Exercise goal: Go through the listing below and output exactly the line with "pub aux_kernels: Vec<Box<dyn", the line with "aborts the build.", and each line between; omit the rest.

++++ Data in this exercise ++++

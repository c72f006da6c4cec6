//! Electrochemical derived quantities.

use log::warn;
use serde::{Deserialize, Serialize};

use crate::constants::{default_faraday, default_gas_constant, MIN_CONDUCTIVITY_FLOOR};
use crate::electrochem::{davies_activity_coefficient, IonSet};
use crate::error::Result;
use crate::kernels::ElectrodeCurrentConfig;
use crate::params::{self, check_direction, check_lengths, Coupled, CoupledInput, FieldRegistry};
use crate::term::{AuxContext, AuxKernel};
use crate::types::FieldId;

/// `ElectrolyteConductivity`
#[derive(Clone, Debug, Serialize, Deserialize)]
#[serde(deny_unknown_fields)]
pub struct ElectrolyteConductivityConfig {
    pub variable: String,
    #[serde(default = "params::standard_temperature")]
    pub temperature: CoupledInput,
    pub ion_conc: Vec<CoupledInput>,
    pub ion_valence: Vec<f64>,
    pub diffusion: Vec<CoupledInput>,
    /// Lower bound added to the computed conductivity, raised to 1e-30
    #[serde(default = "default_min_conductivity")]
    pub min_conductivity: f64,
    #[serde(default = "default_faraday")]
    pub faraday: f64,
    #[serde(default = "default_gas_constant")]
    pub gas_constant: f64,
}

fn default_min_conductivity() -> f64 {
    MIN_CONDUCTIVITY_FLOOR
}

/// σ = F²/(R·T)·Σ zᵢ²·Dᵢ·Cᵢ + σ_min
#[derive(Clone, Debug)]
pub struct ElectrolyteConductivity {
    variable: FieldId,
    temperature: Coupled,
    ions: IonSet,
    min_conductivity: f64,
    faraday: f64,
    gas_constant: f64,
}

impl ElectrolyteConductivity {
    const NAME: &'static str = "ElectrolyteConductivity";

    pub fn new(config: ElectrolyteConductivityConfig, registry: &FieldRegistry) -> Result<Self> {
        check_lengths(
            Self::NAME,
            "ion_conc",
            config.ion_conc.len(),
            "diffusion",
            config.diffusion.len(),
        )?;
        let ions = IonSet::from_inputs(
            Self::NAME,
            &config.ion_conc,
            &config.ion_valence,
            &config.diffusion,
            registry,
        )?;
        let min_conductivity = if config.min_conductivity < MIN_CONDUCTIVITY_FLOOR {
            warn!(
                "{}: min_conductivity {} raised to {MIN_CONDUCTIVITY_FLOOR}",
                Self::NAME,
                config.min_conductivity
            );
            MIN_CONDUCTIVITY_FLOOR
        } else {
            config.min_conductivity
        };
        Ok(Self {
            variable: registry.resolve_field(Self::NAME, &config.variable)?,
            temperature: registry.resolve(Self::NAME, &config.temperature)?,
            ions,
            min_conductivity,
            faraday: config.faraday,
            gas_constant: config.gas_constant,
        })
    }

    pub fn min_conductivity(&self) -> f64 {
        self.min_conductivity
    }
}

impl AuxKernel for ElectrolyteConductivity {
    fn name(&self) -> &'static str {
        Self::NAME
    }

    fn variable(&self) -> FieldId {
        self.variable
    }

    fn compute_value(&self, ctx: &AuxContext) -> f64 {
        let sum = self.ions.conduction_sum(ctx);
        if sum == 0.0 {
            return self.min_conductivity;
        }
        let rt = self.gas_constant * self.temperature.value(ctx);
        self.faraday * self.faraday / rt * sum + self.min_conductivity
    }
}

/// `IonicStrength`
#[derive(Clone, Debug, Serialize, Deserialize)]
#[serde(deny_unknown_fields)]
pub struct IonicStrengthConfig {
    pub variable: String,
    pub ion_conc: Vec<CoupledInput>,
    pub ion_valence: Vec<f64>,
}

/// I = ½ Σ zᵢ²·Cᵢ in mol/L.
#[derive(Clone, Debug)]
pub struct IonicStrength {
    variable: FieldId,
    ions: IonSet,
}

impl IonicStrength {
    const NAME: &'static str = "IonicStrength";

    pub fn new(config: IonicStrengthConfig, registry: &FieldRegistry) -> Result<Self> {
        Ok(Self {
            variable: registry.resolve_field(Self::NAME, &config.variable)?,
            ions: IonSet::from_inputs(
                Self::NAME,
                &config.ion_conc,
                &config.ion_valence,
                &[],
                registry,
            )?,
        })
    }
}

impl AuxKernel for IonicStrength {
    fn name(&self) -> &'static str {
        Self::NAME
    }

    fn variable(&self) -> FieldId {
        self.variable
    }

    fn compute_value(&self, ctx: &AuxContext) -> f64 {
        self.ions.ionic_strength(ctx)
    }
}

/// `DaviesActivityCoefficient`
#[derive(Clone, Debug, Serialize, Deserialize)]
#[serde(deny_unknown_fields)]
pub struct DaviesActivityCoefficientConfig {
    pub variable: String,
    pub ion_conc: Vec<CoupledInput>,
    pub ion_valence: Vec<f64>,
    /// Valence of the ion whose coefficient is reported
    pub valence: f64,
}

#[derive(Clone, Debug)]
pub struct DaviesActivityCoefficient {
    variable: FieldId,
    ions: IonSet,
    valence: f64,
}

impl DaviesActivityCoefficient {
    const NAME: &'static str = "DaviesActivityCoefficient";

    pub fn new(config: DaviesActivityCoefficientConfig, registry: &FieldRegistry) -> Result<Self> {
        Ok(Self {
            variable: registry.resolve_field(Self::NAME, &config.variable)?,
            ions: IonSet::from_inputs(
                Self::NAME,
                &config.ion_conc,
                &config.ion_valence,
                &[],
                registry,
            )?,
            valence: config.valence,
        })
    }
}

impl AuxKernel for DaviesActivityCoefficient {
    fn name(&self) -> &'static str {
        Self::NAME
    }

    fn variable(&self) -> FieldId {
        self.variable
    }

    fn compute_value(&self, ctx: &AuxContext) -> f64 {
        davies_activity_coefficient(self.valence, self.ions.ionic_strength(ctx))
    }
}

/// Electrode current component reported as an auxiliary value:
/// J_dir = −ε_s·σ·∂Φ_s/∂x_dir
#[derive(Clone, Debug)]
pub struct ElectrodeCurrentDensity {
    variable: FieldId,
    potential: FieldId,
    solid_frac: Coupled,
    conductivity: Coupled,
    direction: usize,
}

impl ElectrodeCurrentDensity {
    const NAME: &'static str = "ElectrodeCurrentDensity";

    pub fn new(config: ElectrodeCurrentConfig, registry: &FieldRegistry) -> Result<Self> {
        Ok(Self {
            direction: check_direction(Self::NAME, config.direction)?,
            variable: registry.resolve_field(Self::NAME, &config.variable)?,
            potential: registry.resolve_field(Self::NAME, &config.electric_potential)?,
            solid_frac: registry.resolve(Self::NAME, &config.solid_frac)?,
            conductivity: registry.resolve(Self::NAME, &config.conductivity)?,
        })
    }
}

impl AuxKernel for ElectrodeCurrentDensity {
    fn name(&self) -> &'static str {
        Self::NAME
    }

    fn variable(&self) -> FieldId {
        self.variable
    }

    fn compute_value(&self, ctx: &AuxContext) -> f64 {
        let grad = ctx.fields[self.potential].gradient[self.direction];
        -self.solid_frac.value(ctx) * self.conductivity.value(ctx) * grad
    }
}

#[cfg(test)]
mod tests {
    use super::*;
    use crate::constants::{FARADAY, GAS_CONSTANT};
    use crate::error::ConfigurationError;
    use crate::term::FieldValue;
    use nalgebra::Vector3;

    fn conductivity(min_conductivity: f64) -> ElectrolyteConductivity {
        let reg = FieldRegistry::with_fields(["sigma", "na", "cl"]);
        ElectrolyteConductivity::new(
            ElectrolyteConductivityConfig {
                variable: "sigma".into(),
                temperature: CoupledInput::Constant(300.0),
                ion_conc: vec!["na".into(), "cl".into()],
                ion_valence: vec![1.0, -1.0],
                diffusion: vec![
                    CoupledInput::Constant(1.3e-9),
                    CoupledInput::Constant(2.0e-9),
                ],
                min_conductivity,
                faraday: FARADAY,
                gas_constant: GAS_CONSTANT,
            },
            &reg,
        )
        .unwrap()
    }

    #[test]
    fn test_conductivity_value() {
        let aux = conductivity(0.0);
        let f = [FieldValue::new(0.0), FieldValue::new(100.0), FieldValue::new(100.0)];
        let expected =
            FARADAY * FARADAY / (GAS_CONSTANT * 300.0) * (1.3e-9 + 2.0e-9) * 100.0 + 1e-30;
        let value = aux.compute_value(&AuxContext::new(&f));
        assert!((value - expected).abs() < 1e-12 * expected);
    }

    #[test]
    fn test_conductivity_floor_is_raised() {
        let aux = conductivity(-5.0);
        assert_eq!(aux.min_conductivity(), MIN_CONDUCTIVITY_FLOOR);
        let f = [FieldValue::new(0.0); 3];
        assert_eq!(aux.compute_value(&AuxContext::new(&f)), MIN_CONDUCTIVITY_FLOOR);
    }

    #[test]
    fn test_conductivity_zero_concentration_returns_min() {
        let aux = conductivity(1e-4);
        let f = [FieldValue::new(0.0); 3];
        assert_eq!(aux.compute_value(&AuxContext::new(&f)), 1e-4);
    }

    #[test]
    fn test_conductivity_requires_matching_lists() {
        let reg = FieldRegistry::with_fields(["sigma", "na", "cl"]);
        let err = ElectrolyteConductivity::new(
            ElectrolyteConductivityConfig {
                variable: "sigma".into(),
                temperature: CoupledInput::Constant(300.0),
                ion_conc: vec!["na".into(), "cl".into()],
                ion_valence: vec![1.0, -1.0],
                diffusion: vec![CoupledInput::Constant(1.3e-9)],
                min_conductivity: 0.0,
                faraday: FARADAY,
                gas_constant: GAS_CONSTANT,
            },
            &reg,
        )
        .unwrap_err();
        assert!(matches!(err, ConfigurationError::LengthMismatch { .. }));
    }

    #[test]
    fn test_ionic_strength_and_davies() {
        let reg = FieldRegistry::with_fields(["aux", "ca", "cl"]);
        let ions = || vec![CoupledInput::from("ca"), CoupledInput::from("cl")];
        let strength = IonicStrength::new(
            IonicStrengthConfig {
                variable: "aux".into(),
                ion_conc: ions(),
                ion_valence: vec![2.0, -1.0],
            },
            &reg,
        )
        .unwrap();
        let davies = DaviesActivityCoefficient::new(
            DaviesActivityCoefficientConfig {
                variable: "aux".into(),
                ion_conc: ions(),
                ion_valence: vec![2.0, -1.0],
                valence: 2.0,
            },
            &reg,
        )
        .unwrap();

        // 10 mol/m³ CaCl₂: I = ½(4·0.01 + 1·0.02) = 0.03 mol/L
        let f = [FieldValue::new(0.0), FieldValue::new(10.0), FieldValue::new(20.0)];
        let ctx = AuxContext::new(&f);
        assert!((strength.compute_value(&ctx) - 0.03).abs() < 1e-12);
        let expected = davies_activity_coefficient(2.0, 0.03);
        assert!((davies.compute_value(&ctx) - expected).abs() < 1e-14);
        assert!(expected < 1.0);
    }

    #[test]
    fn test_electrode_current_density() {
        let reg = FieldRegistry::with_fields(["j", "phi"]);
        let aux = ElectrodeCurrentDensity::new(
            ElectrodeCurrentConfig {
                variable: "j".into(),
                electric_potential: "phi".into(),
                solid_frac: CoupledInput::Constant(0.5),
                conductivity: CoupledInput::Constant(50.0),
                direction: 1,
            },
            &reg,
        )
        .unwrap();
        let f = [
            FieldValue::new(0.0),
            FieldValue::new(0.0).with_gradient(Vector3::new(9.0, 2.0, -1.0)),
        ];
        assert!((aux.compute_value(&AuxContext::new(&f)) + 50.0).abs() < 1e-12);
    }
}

++++
++++ Data in this exercise ++++

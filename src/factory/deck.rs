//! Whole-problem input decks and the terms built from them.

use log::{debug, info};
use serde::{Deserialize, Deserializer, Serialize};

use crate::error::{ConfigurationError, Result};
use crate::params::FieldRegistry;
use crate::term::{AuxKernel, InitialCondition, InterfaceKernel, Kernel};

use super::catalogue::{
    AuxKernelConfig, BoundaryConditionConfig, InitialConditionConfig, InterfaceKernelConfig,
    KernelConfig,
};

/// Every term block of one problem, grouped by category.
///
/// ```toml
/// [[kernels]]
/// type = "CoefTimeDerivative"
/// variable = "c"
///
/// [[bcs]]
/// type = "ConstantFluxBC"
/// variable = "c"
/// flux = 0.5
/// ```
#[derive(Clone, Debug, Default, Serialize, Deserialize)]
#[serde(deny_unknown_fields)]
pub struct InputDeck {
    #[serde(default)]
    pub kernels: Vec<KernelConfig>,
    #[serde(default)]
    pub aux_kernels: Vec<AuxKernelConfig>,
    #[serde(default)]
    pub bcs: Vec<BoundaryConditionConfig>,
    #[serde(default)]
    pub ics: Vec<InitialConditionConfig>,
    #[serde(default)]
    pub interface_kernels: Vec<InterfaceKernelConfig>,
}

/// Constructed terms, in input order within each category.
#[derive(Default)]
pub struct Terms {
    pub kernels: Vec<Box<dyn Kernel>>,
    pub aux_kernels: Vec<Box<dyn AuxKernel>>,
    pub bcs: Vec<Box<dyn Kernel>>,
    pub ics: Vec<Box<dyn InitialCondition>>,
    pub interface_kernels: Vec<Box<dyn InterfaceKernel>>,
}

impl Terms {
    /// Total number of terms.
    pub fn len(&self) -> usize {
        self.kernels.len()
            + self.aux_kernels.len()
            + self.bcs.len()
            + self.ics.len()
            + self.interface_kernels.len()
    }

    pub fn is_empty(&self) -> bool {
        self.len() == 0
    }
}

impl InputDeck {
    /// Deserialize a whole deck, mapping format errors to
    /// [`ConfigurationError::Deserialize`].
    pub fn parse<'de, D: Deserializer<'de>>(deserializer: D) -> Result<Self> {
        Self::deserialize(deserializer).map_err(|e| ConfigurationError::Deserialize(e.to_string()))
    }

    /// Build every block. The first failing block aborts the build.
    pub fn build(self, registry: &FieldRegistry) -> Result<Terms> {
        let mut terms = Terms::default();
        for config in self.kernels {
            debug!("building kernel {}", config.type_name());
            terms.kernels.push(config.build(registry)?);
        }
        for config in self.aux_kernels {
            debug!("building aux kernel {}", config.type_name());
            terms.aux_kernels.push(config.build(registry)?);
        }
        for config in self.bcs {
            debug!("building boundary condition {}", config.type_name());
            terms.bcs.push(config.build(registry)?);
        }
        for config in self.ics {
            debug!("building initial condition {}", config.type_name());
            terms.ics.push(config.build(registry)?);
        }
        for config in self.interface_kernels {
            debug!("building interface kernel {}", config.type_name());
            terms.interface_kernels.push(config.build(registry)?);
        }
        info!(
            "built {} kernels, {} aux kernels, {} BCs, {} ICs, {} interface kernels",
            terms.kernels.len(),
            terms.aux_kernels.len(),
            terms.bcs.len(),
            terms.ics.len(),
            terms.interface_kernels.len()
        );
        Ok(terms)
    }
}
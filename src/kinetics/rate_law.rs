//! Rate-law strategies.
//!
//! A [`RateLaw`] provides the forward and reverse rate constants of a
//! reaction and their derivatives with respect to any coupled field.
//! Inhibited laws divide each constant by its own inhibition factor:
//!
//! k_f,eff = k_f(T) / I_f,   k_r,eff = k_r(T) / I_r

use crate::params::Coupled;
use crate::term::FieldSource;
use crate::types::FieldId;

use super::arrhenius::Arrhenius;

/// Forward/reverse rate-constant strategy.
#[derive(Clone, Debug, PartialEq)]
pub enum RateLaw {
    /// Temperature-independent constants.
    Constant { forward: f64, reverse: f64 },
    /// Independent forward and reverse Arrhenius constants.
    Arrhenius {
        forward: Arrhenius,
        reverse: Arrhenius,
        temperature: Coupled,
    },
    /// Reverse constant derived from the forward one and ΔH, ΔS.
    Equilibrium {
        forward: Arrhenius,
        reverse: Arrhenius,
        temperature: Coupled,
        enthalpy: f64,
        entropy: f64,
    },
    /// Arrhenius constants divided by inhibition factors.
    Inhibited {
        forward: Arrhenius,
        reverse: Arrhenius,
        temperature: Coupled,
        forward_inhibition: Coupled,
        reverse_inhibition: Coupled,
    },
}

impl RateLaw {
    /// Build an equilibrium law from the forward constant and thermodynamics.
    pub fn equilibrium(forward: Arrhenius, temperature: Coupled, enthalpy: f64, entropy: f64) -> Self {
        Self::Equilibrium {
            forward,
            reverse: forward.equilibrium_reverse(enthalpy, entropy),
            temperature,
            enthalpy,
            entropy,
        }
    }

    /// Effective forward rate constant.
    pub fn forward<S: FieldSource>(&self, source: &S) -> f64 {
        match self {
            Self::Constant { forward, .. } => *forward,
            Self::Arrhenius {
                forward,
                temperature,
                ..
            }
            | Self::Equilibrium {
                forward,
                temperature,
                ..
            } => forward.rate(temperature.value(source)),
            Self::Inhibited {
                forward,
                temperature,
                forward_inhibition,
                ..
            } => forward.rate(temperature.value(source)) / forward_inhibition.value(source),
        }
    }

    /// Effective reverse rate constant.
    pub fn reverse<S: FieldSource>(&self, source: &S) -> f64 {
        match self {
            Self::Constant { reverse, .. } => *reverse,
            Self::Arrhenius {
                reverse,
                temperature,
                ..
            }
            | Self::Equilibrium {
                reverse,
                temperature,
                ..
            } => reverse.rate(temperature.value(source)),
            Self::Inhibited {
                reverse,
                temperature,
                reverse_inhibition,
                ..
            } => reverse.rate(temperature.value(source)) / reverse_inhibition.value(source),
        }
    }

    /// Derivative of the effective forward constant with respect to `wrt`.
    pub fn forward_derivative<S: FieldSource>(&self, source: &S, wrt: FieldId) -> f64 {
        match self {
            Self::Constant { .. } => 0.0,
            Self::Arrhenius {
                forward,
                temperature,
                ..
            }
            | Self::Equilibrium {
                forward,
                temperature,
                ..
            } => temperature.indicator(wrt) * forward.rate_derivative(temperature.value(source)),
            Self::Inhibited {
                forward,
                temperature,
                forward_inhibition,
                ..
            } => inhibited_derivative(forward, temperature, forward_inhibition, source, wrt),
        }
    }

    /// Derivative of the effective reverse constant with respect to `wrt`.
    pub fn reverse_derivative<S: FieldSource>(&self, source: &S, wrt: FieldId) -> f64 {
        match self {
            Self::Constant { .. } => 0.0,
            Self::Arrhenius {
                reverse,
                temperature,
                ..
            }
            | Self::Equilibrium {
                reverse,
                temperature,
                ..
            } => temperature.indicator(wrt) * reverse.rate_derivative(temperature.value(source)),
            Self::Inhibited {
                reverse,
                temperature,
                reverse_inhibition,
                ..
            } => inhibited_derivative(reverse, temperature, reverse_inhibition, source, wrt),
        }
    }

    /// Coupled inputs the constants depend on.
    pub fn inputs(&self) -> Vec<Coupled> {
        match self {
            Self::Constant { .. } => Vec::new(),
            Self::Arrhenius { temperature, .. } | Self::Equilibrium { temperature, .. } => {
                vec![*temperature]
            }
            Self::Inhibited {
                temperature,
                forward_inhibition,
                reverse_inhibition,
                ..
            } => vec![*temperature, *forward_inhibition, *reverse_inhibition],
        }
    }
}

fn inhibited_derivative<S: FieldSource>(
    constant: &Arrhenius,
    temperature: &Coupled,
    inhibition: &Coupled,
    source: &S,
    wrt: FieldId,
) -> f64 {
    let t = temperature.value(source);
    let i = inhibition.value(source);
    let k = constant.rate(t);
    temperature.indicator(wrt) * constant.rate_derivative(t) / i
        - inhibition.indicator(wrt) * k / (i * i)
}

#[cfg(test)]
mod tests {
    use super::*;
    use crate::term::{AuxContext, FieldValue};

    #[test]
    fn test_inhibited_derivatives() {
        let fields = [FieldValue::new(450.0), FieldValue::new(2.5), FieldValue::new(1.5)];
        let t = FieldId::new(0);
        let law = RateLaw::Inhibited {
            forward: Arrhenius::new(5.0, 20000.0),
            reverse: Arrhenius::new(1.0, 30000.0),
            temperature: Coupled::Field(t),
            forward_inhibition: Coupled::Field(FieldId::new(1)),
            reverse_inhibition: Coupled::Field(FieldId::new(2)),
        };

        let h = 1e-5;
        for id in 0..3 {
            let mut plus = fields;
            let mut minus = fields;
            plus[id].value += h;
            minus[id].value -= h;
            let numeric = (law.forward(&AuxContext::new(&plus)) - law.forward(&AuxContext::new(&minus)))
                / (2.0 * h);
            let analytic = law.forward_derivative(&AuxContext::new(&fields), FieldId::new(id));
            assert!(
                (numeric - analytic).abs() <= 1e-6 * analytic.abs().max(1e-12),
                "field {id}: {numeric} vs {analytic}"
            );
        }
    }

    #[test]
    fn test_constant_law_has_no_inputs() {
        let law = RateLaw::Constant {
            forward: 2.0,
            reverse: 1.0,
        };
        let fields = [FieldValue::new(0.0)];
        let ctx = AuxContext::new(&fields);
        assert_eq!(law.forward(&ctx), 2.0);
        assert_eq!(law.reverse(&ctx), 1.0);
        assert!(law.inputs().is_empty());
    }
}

++++
++++ Data in this exercise ++++

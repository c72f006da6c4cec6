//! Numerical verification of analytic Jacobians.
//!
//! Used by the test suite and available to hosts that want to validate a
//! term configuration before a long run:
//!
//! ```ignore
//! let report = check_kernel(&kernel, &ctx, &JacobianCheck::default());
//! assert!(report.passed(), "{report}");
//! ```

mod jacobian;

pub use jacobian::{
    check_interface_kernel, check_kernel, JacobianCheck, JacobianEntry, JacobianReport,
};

++++

Response:
    pub aux_kernels: Vec<Box<dyn AuxKernel>>,
    pub bcs: Vec<Box<dyn Kernel>>,
    pub ics: Vec<Box<dyn InitialCondition>>,
    pub interface_kernels: Vec<Box<dyn InterfaceKernel>>,
}

impl Terms {
    /// Total number of terms.
    pub fn len(&self) -> usize {
        self.kernels.len()
            + self.aux_kernels.len()
            + self.bcs.len()
            + self.ics.len()
            + self.interface_kernels.len()
    }

    pub fn is_empty(&self) -> bool {
        self.len() == 0
    }
}

impl InputDeck {
    /// Deserialize a whole deck, mapping format errors to
    /// [`ConfigurationError::Deserialize`].
    pub fn parse<'de, D: Deserializer<'de>>(deserializer: D) -> Result<Self> {
        Self::deserialize(deserializer).map_err(|e| ConfigurationError::Deserialize(e.to_string()))
    }

    /// Build every block. The first failing block aborts the build.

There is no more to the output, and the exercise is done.